** DATASET EXCERPTS follows **

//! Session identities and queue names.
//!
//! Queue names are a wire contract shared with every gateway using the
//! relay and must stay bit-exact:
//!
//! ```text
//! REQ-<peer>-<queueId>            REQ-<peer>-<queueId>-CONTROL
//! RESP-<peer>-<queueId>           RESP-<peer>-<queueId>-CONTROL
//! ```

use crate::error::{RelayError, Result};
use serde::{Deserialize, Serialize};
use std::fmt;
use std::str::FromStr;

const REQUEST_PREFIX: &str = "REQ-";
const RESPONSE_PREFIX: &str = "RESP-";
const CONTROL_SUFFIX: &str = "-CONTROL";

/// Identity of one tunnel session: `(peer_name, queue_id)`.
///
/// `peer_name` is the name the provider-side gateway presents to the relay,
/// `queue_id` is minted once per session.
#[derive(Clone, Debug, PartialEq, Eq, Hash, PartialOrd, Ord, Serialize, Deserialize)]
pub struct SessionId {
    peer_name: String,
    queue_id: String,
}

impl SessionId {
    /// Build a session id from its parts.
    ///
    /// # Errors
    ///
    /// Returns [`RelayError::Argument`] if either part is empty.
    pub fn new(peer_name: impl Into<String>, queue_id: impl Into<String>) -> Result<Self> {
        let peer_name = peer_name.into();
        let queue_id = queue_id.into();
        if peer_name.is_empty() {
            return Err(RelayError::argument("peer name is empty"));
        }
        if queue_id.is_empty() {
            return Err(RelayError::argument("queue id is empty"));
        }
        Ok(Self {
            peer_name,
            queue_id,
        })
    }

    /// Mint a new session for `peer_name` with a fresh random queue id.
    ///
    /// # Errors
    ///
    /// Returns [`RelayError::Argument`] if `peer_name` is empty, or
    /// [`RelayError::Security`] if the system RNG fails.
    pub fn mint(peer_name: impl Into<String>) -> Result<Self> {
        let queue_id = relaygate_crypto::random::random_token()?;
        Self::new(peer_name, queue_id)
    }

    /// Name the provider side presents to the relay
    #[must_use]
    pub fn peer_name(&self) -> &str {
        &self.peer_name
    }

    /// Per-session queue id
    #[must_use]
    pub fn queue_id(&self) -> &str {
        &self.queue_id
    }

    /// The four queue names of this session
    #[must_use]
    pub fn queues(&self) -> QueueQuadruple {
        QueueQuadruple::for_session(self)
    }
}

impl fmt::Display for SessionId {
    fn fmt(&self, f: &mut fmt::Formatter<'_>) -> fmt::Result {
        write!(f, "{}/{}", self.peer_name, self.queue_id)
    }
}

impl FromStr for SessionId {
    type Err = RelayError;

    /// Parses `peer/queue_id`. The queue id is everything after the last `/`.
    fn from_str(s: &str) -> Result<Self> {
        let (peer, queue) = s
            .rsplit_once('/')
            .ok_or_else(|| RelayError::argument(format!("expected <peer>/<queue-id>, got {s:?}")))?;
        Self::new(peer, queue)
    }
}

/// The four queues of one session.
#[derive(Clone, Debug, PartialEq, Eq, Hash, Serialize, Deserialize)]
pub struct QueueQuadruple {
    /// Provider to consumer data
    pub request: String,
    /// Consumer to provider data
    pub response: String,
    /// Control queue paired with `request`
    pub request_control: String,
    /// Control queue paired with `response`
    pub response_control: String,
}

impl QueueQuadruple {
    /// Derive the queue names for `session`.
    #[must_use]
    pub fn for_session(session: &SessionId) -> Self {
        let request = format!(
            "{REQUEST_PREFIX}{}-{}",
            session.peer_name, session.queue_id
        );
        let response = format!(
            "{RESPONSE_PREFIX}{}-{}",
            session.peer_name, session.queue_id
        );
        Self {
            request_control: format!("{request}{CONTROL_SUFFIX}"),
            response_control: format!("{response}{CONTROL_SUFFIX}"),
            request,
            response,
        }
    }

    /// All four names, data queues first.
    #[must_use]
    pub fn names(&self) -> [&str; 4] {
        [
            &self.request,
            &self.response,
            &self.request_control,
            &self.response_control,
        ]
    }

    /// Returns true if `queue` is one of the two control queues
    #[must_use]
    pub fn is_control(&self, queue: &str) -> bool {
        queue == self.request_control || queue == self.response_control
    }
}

** End of DATASET EXCERPTS **
** DATASET EXCERPTS follows **

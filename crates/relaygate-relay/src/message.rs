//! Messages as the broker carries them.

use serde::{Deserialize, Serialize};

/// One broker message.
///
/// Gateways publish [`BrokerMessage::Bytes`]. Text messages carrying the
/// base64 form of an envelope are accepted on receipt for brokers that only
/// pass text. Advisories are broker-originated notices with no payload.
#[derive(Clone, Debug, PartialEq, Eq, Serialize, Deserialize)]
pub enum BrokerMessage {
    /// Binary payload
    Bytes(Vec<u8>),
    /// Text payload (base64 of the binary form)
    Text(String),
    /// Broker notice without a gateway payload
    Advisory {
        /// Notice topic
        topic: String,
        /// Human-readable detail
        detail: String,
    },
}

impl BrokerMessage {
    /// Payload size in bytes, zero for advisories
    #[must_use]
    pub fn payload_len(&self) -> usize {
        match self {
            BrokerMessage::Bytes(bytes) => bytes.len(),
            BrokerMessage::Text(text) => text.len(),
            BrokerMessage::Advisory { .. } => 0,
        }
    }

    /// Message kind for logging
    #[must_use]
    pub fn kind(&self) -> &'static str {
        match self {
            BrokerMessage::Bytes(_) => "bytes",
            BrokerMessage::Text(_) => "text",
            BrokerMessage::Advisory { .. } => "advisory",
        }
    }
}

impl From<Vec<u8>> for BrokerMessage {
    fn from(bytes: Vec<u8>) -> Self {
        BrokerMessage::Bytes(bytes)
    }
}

** End of DATASET EXCERPTS **
** DATASET EXCERPTS follows **

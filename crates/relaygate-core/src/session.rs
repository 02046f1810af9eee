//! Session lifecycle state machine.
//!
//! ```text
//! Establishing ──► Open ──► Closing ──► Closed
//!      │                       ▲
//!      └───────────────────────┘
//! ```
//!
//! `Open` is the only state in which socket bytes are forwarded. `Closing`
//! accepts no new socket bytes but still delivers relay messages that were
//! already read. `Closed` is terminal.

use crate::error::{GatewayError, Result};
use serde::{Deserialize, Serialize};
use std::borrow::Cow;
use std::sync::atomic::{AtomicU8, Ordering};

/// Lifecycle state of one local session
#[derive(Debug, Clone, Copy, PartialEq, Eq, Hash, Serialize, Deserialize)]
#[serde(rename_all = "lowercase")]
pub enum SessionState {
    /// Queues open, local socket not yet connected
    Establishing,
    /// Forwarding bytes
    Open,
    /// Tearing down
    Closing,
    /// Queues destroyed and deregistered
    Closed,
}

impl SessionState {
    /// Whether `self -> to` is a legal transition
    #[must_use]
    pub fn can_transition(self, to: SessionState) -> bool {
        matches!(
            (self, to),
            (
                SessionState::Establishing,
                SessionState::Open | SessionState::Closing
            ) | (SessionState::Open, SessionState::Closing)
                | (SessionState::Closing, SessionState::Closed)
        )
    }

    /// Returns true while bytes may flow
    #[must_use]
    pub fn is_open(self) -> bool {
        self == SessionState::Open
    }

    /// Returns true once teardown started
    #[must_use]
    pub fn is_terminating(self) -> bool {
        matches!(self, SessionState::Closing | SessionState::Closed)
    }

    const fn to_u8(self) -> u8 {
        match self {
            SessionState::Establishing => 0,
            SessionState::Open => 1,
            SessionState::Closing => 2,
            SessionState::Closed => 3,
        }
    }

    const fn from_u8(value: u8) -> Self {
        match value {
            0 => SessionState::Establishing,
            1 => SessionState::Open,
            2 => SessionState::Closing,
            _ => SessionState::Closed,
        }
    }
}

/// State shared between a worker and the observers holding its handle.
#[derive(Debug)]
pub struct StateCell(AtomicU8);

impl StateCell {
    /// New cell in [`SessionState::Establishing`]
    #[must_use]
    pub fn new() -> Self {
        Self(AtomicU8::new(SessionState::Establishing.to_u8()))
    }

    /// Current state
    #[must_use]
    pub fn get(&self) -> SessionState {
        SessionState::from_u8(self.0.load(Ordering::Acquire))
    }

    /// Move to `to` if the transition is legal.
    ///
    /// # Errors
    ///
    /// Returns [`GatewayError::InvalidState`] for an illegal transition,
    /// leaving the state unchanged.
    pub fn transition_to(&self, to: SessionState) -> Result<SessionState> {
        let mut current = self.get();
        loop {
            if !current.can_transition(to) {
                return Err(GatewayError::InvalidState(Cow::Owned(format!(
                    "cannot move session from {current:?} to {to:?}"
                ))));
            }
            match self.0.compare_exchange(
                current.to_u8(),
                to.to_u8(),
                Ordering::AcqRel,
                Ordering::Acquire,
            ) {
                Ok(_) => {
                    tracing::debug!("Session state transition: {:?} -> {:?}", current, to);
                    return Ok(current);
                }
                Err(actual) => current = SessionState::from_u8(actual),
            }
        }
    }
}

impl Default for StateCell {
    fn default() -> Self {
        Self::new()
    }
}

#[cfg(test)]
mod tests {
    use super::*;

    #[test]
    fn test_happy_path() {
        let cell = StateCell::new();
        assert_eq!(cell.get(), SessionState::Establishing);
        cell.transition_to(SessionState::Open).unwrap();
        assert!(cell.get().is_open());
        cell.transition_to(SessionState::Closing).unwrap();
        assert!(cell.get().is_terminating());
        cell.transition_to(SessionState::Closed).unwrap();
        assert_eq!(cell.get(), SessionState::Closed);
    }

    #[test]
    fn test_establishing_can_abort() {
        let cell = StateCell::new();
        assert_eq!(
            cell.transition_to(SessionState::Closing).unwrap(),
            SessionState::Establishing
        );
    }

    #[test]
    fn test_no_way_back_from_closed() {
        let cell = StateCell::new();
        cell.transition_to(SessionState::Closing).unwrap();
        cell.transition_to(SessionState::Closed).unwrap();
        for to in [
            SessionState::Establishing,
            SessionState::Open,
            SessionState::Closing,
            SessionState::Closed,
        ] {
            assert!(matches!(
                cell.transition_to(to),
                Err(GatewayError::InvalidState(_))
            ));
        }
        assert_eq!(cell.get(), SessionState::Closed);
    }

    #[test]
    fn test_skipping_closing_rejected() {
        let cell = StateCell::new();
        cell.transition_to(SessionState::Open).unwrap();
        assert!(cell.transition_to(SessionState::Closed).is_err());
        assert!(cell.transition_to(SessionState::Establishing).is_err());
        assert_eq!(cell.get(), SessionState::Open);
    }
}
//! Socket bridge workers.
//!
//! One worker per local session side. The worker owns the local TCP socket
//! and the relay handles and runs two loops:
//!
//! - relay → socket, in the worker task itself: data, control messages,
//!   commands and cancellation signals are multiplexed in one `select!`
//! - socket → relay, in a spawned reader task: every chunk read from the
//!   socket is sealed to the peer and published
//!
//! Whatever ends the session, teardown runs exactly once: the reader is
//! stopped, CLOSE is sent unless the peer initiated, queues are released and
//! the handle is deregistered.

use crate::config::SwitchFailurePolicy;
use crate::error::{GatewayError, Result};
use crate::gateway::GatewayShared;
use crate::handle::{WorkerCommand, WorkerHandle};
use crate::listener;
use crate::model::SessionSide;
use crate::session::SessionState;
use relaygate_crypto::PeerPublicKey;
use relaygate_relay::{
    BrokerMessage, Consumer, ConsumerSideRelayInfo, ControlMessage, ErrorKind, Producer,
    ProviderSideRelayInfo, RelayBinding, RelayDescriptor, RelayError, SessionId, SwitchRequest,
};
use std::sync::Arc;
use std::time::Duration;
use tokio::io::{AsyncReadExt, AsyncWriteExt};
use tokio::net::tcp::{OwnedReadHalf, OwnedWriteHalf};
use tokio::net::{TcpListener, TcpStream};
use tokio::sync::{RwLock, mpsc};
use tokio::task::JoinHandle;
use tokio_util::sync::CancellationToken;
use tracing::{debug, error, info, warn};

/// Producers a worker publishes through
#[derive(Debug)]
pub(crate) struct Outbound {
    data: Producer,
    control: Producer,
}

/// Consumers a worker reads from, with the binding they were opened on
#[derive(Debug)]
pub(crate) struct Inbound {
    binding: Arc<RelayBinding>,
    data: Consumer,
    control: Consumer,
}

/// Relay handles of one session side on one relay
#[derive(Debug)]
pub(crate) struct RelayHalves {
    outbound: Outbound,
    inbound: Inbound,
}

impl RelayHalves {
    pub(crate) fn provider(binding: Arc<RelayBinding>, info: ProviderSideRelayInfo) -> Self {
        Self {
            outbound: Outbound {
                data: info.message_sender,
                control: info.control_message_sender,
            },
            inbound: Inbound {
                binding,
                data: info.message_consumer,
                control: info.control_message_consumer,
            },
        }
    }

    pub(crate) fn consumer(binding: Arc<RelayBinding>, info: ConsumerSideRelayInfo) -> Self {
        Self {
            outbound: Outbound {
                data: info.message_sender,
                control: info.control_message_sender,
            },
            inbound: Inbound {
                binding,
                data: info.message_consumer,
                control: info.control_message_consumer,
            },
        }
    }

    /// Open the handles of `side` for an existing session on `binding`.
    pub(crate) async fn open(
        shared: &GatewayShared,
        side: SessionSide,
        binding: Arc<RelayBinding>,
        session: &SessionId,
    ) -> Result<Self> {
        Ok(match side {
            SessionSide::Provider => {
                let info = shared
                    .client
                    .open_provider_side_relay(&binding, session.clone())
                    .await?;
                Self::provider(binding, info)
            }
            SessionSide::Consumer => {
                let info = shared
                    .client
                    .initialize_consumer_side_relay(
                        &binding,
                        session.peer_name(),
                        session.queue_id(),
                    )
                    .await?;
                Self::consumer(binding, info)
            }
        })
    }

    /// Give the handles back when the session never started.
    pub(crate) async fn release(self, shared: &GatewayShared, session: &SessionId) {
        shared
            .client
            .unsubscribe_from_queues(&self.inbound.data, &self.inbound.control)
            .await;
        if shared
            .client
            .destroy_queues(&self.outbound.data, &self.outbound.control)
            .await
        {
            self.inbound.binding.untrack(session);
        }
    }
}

** End of DATASET EXCERPTS **

[EXERCISE PROMPT]: Please copy out each line of the material that contains the string "reader".

[OUTPUT]:
//! - socket → relay, in a spawned reader task: every chunk read from the
//! Whatever ends the session, teardown runs exactly once: the reader is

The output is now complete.